Instead, the Eden, the Arena Eden, has managed it, thanks to private funding. The owner of the theatres contributed with half the sum necessary for buying two new projectors. The other half was provided by a courageous, local, cultural association, "Officine della Cultura", which succeeded in obtaining the funding allotted by the European Union for assisting digitisation in cinemas. The same association that also achieved to reopen the "Verdi" theatre of Monte San Savino.
The cost of the projector for the larger auditorium in the Eden, seating 166, was 55 thousand euros, whilst an outlay of 33 thousand euros ensured that the small auditorium, too, was fitted with modern equipment. The projectors are all supplied by Barco.
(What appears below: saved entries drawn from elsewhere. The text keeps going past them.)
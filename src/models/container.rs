//! Container records and their satellite types.
//!
//! A container is a physical or virtual farming unit owned by a tenant. The
//! backend serves these records as snake_case JSON; the structs here mirror
//! that contract directly, while [`ContainerOverview`] is the derived display
//! model the adaptor hands to the view models.

use chrono::{DateTime, NaiveDate, Utc};
use serde::{Deserialize, Serialize};
use std::collections::BTreeMap;

/// Whether a container is a physical unit or a virtual (simulated) one.
#[derive(Debug, Clone, Copy, PartialEq, Eq, Serialize, Deserialize)]
#[serde(rename_all = "snake_case")]
pub enum ContainerType {
    /// A real farming unit on a site
    Physical,
    /// A simulated unit with no hardware behind it
    Virtual,
}

/// Lifecycle status of a container.
#[derive(Debug, Clone, Copy, PartialEq, Eq, Serialize, Deserialize)]
#[serde(rename_all = "snake_case")]
pub enum ContainerStatus {
    /// Registered but not yet commissioned
    Created,
    /// In normal operation
    Active,
    /// Temporarily out of service for upkeep
    Maintenance,
    /// Decommissioned or shut down
    Inactive,
}

impl ContainerStatus {
    /// Label the view layer renders for this status.
    #[must_use]
    pub const fn label(self) -> &'static str {
        match self {
            Self::Created => "Created",
            Self::Active => "Active",
            Self::Maintenance => "Maintenance",
            Self::Inactive => "Inactive",
        }
    }
}

/// Free-form location record attached to a container.
#[derive(Debug, Clone, PartialEq, Eq, Default, Serialize, Deserialize)]
pub struct Location {
    /// City name
    pub city: String,
    /// Country name
    pub country: String,
    /// Optional street address
    #[serde(default, skip_serializing_if = "Option::is_none")]
    pub address: Option<String>,
}

/// Mutable per-container settings, edited as a unit by the settings page.
#[derive(Debug, Clone, PartialEq, Serialize, Deserialize)]
pub struct ContainerSettings {
    /// Owning tenant id
    pub tenant_id: i64,
    /// Purpose of the container (must be one of the allowed purposes)
    pub purpose: String,
    /// Location of the unit
    pub location: Location,
    /// Free-form operator notes, at most 1000 characters
    #[serde(default)]
    pub notes: String,
    /// Whether the digital shadow service is enabled
    pub has_shadow_service: bool,
    /// Whether robotics runs against a simulator instead of hardware
    pub robotics_simulation_enabled: bool,
    /// Whether this unit reports into the connected ecosystem
    pub ecosystem_connected: bool,
}

/// Container record as served by the backend.
#[derive(Debug, Clone, PartialEq, Serialize, Deserialize)]
pub struct Container {
    /// Unique identifier
    pub id: i64,
    /// Display name
    pub name: String,
    /// Physical or virtual
    pub container_type: ContainerType,
    /// Lifecycle status
    pub status: ContainerStatus,
    /// Mutable settings block
    pub settings: ContainerSettings,
    /// Ecosystem integration settings; the backend serves this inconsistently
    /// as either an object or a bare environment string, so it stays raw here
    /// and is normalized by the adaptor.
    #[serde(default)]
    pub ecosystem_settings: Option<serde_json::Value>,
    /// Creation timestamp
    pub created_at: DateTime<Utc>,
    /// Last modification timestamp
    pub updated_at: DateTime<Utc>,
}

/// Payload for creating a container.
#[derive(Debug, Clone, Serialize, Deserialize)]
pub struct NewContainer {
    /// Display name
    pub name: String,
    /// Physical or virtual
    pub container_type: ContainerType,
    /// Initial settings block
    pub settings: ContainerSettings,
}

/// Display model for the overview/header area of a container page.
#[derive(Debug, Clone, PartialEq)]
pub struct ContainerOverview {
    /// Unique identifier
    pub id: i64,
    /// Display name
    pub name: String,
    /// Physical or virtual
    pub container_type: ContainerType,
    /// Lifecycle status
    pub status: ContainerStatus,
    /// Status label as rendered
    pub status_label: &'static str,
    /// Owning tenant id
    pub tenant_id: i64,
    /// Purpose of the container
    pub purpose: String,
    /// "City, Country" display string
    pub location_label: String,
    /// Normalized ecosystem environment name, if connected
    pub ecosystem_environment: Option<String>,
    /// Mutable settings block, as currently stored
    pub settings: ContainerSettings,
    /// Relative-time string for the last update ("3 minutes ago")
    pub updated_relative: String,
    /// Last modification timestamp
    pub updated_at: DateTime<Utc>,
}

/// One row of the per-seed-type crop summary, aggregated server-side.
#[derive(Debug, Clone, PartialEq, Serialize, Deserialize)]
pub struct CropSummaryRow {
    /// Seed type name
    pub seed_type: String,
    /// Number of crops of this type currently in the container
    pub count: i64,
    /// Date the oldest of these crops was planted
    #[serde(default)]
    pub first_planted: Option<NaiveDate>,
    /// Date of the most recent harvest of this type
    #[serde(default)]
    pub last_harvested: Option<NaiveDate>,
    /// Average yield per harvest in kilograms, if any harvests exist
    #[serde(default)]
    pub avg_yield_kg: Option<f64>,
}

/// A single named external-integration config.
#[derive(Debug, Clone, PartialEq, Eq, Serialize, Deserialize)]
pub struct EnvironmentLink {
    /// Whether the integration is active
    pub enabled: bool,
    /// Target environment name (e.g. "staging", "production")
    pub environment: String,
}

/// Per-container map of named integration configs, replaced whole on update.
#[derive(Debug, Clone, PartialEq, Eq, Default, Serialize, Deserialize)]
pub struct EnvironmentLinks {
    /// Integration name to its config
    pub links: BTreeMap<String, EnvironmentLink>,
}

/// Query criteria for the container list endpoint.
///
/// Serialized into the request query string; `None` fields are omitted.
#[derive(Debug, Clone, Default, Serialize)]
pub struct FilterCriteria {
    /// Restrict to one tenant
    #[serde(skip_serializing_if = "Option::is_none")]
    pub tenant_id: Option<i64>,
    /// Restrict to one lifecycle status
    #[serde(skip_serializing_if = "Option::is_none")]
    pub status: Option<ContainerStatus>,
    /// Restrict to physical or virtual units
    #[serde(skip_serializing_if = "Option::is_none")]
    pub container_type: Option<ContainerType>,
    /// Restrict to one purpose
    #[serde(skip_serializing_if = "Option::is_none")]
    pub purpose: Option<String>,
    /// Free-text name search
    #[serde(skip_serializing_if = "Option::is_none")]
    pub search: Option<String>,
    /// 1-based page number
    #[serde(skip_serializing_if = "Option::is_none")]
    pub page: Option<u64>,
    /// Page size
    #[serde(skip_serializing_if = "Option::is_none")]
    pub page_size: Option<u64>,
}

impl FilterCriteria {
    /// Stable cache-key fragment for this criteria set.
    #[must_use]
    pub fn cache_key(&self) -> String {
        format!(
            "t={:?};s={:?};ty={:?};p={:?};q={:?};pg={:?};ps={:?}",
            self.tenant_id,
            self.status,
            self.container_type,
            self.purpose,
            self.search,
            self.page,
            self.page_size
        )
    }
}

/// Available filter values, served by the backend for populating dropdowns.
#[derive(Debug, Clone, Default, PartialEq, Eq, Serialize, Deserialize)]
pub struct FilterOptions {
    /// All statuses present across containers
    pub statuses: Vec<String>,
    /// All purposes in use
    pub purposes: Vec<String>,
    /// Tenant ids with at least one container
    pub tenant_ids: Vec<i64>,
}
The second baptism of the only cinema in town was well publicized by fans of the Eden's Facebook page, to the extent that the news was sent to me by a friend from Atlanta in the USA, galvanized by the fact that when she comes back to Arezzo next summer, she will be able to spend a few pleasant evenings at the open-air cinema.
And this is how I, too, found myself at the packed re-opening party, culminating in the screening of "Modern Times", newly renovated and digitalized by the Cineteca di Bologna.
For now the ticket prices at the Eden have increased slightly and some evenings a film can be seen for only 5.50 euros, although the programming has become far more interesting, given the greater opportunity for choosing the films on the market.
To keep the multi-screen cinema open for more evenings a week and encourage the public to start going out to the cinema again, they have come up with the nice idea of the Wednesday film series, which offers films that could not be shown during the months when the Eden was closed, and is entitled "We apologize for the delay".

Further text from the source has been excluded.